LEGALLY DEAFBLIND / 1997 - 2009
Legally Deafblind is an experiential and interactive multimedia body of work about individuals who are Deafblind, the importance of language and communication as a window to independence and an intimate journey of discovery about our individual dependencies on our senses.
It combines the use of the technologies used in the field to aid and assist individuals who are deafblind, along with new designs and use of technologies to create the experience of deafblindness for the citizen.
The work combines documentary photographs of Deafblind individuals from Canada, Nepal, France, Mexico, Netherlands, and Israel, as well as, the series ‘Legally Blind” for the citizen to reflect upon portraits of those who live in this world with Deafblindness, and a Multimedia 3 room sensory interactive experience.
Legally Deafblind started in 1997 as a photographic social documentary work aiming to capture the existent realities of deafblind individuals internationally.
As the international documentary body of work began to exhibit, I was often asked “Are they completely deaf and completely blind?” No, in fact they are not, only a minority within the deafblind community is completely deaf and completely blind.
The lack of information and misunderstanding in the general public inspired the expansion of Legally Deafblind into a photo based technology oriented, experiential and interactive multimedia body of work that creates a safe environment for exploration and experimentation.
I began to seek new ways of using photography to create awareness and promote social change.
I wanted the work to become a personal journey for the audience, where the social reality documented became their own personal experience, thus facilitating a better in-body experience, a better understanding of the reality of Legal deafblindness and a personal reflection/discussion on how we use our senses to create meanings of ourselves and the world around us.
Legally Deafblind consists of three bodies of work:
Perceptions of Light
International photo documentary images of individuals who are deafblind at different stages of their lives with different degrees of deafblindness from Canada, Nepal, France, Israel, Netherlands and Mexico. (40 - 20x24” BW images, 1997-2008).
Legally Blind 2005
To be legally blind does not mean complete blindness, yet it still represents a great struggle to be losing or to have partially lost the one sense upon which the average person is most dependent. For a person who is deaf and losing their sight, such a loss becomes a loss of freedom. These individuals will eventually become fully dependent on touch to communicate.
Loss of vision can be due to tunnel vision, Usher Syndrome, bad cataracts, Retinal Detachment, Retinas Pigmentosa, Macular Degeneration and Glaucoma amongst others.

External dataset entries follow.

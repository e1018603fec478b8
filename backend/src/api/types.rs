//! Request and response types for the HTTP API.

use axum::http::StatusCode;
use axum::Json;
use serde::{Deserialize, Serialize};
use serde_json::{json, Value};

use super::logs::{log_error, log_warning};
use super::state::AppState;
use crate::error::QueryError;
use crate::query::filter::first_value;

/// Error half of every fallible handler.
pub type ApiRejection = (StatusCode, Json<Value>);

/// Query string of `/api/compare-domains`.
#[derive(Debug, Clone, Default)]
pub struct CompareParams {
    pub domain1: Option<String>,
    pub domain2: Option<String>,
}

impl CompareParams {
    /// Domains from decoded query pairs, first value wins.
    pub fn from_pairs(pairs: &[(String, String)]) -> Self {
        CompareParams {
            domain1: first_value(pairs, "domain1"),
            domain2: first_value(pairs, "domain2"),
        }
    }
}

/// Body of `/health`.
#[derive(Debug, Clone, Serialize, Deserialize)]
#[serde(rename_all = "camelCase")]
pub struct HealthResponse {
    pub status: String,
    pub service: String,
    pub version: String,
    pub listings: usize,
    pub data_path: Option<String>,
    pub load_error: Option<String>,
    pub loaded_at: String,
}

impl From<&AppState> for HealthResponse {
    fn from(state: &AppState) -> Self {
        HealthResponse {
            status: if state.load_error.is_none() { "ok" } else { "degraded" }.to_string(),
            service: "datadash".to_string(),
            version: env!("CARGO_PKG_VERSION").to_string(),
            listings: state.table.len(),
            data_path: state.data_path.as_ref().map(|p| p.display().to_string()),
            load_error: state.load_error.clone(),
            loaded_at: state.loaded_at.to_rfc3339(),
        }
    }
}

/// Create an error response
pub fn error_response(error: &str) -> Value {
    json!({ "error": error })
}

/// Turn a query error into a logged HTTP rejection.
pub fn reject(endpoint: &str, err: QueryError) -> ApiRejection {
    let status = err.status_code();
    let message = err.to_string();

    if status.is_server_error() {
        log_error(format!("Error in {}: {}", endpoint, message));
    } else {
        log_warning(format!("Rejected {}: {}", endpoint, message));
    }

    (status, Json(error_response(&message)))
}
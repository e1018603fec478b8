//! # DataDash - internship listings analytics
//!
//! Loads a CSV of internship/job listings once, cleans it, and answers
//! read-only aggregation queries (counts, salary means, filters) over HTTP.
//!
//! ## Architecture
//!
//! ```text
//! ┌─────────────┐     ┌─────────────┐     ┌─────────────┐     ┌─────────────┐
//! │   CSV File  │────▶│   Parser    │────▶│   Loader    │────▶│    Table    │
//! │  (any enc.) │     │  (auto-enc) │     │  (cleaning) │     │ (Arc, r/o)  │
//! └─────────────┘     └─────────────┘     └─────────────┘     └──────┬──────┘
//!                                                                    │
//!                                         ┌─────────────┐     ┌──────▼──────┐
//!                                         │  HTTP JSON  │◀────│    Query    │
//!                                         │   (axum)    │     │   (pure)    │
//!                                         └─────────────┘     └─────────────┘
//! ```
//!
//! ## Quick Start
//!
//! ```rust,ignore
//! use datadash::{load, query};
//!
//! let table = load("data/CleanedData.csv");
//! for row in query::top_domains(&table, 10) {
//!     println!("{}: {}", row.domain, row.count);
//! }
//! ```
//!
//! ## Modules
//!
//! - [`error`] - Error types
//! - [`models`] - Listing, Table and aggregate records
//! - [`parser`] - CSV parsing with auto-detection
//! - [`loader`] - Column mapping and cleaning
//! - [`query`] - Aggregations and filters
//! - [`config`] - Environment configuration
//! - [`api`] - HTTP API server

// Core modules
pub mod error;
pub mod models;

// Loading
pub mod loader;
pub mod parser;

// Queries
pub mod query;

// Configuration
pub mod config;

// HTTP API
pub mod api;

// =============================================================================
// Re-exports - Error types
// =============================================================================

pub use error::{ConfigError, CsvError, LoadError, QueryError, ServerError};

// =============================================================================
// Re-exports - Models
// =============================================================================

pub use models::{
    CityCount, CompanyCount, DomainComparison, DomainCount, DomainSalary, DomainSummary,
    KeyInsights, Listing, RankedCounts, SalaryRange, Table,
};

// =============================================================================
// Re-exports - Loading
// =============================================================================

pub use loader::{load, load_bytes, load_report, try_load, LoadReport};
pub use parser::{detect_delimiter, detect_encoding, parse_bytes_auto, parse_csv_file_auto, ParseResult};

// =============================================================================
// Re-exports - Queries
// =============================================================================

pub use query::{
    all_domains, all_locations, company_hiring, compare_domains, filter_listings, jobs_by_city,
    key_insights, salary_insights, salary_ranges, top_domains, FilterParams, DEFAULT_LIMIT,
};

// =============================================================================
// Re-exports - Config & Server
// =============================================================================

pub use config::Config;

pub mod server {
    pub use crate::api::server::{cors_layer, router, start_server};
    pub use crate::api::state::AppState;
}
//! Salary means grouped by job title.

use super::{Groups, SalarySums};
use crate::models::{DomainSalary, SalaryRange, Table};

fn by_domain(table: &Table) -> Groups<'_, SalarySums> {
    let mut groups: Groups<'_, SalarySums> = Groups::new();
    for listing in table {
        groups.entry(listing.job_title.as_str()).add(listing);
    }
    groups
}

/// Job titles with the highest mean `avg_salary`.
pub fn salary_insights(table: &Table, limit: usize) -> Vec<DomainSalary> {
    let mut means: Vec<DomainSalary> = by_domain(table)
        .into_vec()
        .into_iter()
        .filter_map(|(domain, sums)| {
            sums.mean_avg().map(|avg_salary| DomainSalary {
                domain: domain.to_string(),
                avg_salary,
            })
        })
        .collect();

    means.sort_by(|a, b| b.avg_salary.total_cmp(&a.avg_salary));
    means.truncate(limit);
    means
}

/// Mean min, max and average salary for every job title.
pub fn salary_ranges(table: &Table) -> Vec<SalaryRange> {
    by_domain(table)
        .into_vec()
        .into_iter()
        .filter_map(|(domain, sums)| {
            Some(SalaryRange {
                domain: domain.to_string(),
                min_salary: sums.mean_min()?,
                max_salary: sums.mean_max()?,
                avg_salary: sums.mean_avg()?,
            })
        })
        .collect()
}

#[cfg(test)]
mod tests {
    use super::*;
    use crate::models::Listing;
    use crate::query::all_domains;
    use crate::query::fixtures::sample_table;
    use crate::query::DEFAULT_LIMIT;

    #[test]
    fn test_salary_insights_sorted_by_mean() {
        let insights = salary_insights(&sample_table(), DEFAULT_LIMIT);

        let names: Vec<_> = insights.iter().map(|s| s.domain.as_str()).collect();
        assert_eq!(names, vec!["Data Science", "Graphic Design", "Web Development", "Marketing"]);
        assert_eq!(insights[0].avg_salary, 15000.0);
        assert!((insights[2].avg_salary - 14500.0 / 3.0).abs() < 1e-9);
    }

    #[test]
    fn test_salary_insights_limit_and_ties() {
        let table: Table = vec![
            Listing::new("B", "X", "P", 0.0, 0.0, 100.0),
            Listing::new("A", "X", "P", 0.0, 0.0, 100.0),
            Listing::new("C", "X", "P", 0.0, 0.0, 50.0),
        ]
        .into_iter()
        .collect();

        let insights = salary_insights(&table, 2);
        assert_eq!(insights.len(), 2);
        assert_eq!(insights[0].domain, "B");
        assert_eq!(insights[1].domain, "A");
    }

    #[test]
    fn test_salary_ranges_one_row_per_domain() {
        let table = sample_table();
        let ranges = salary_ranges(&table);

        let domains: Vec<_> = ranges.iter().map(|r| r.domain.clone()).collect();
        assert_eq!(domains, all_domains(&table));

        let web = &ranges[0];
        assert_eq!(web.domain, "Web Development");
        assert!((web.min_salary - 10000.0 / 3.0).abs() < 1e-9);
        assert!((web.max_salary - 19000.0 / 3.0).abs() < 1e-9);

        let data = &ranges[1];
        assert_eq!(data.min_salary, 11000.0);
        assert_eq!(data.max_salary, 19000.0);
        assert_eq!(data.avg_salary, 15000.0);
    }

    #[test]
    fn test_empty_table() {
        assert!(salary_insights(&Table::empty(), DEFAULT_LIMIT).is_empty());
        assert!(salary_ranges(&Table::empty()).is_empty());
    }
}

This body of work is an exploration of different degrees of blindness experienced by Canadian deafblind individuals.
The series consists of 5 – 40” x 40” photo based works on canvas.
Multimedia Installation 2009
Experiential and Immersive environment consisting of three multimedia installations that explore the inner landscapes and sensorial experience of a place when being deafblind (2009). The research behind this installation comes from the Acquired population (Individuals who have not been born deafblind but that have acquired it).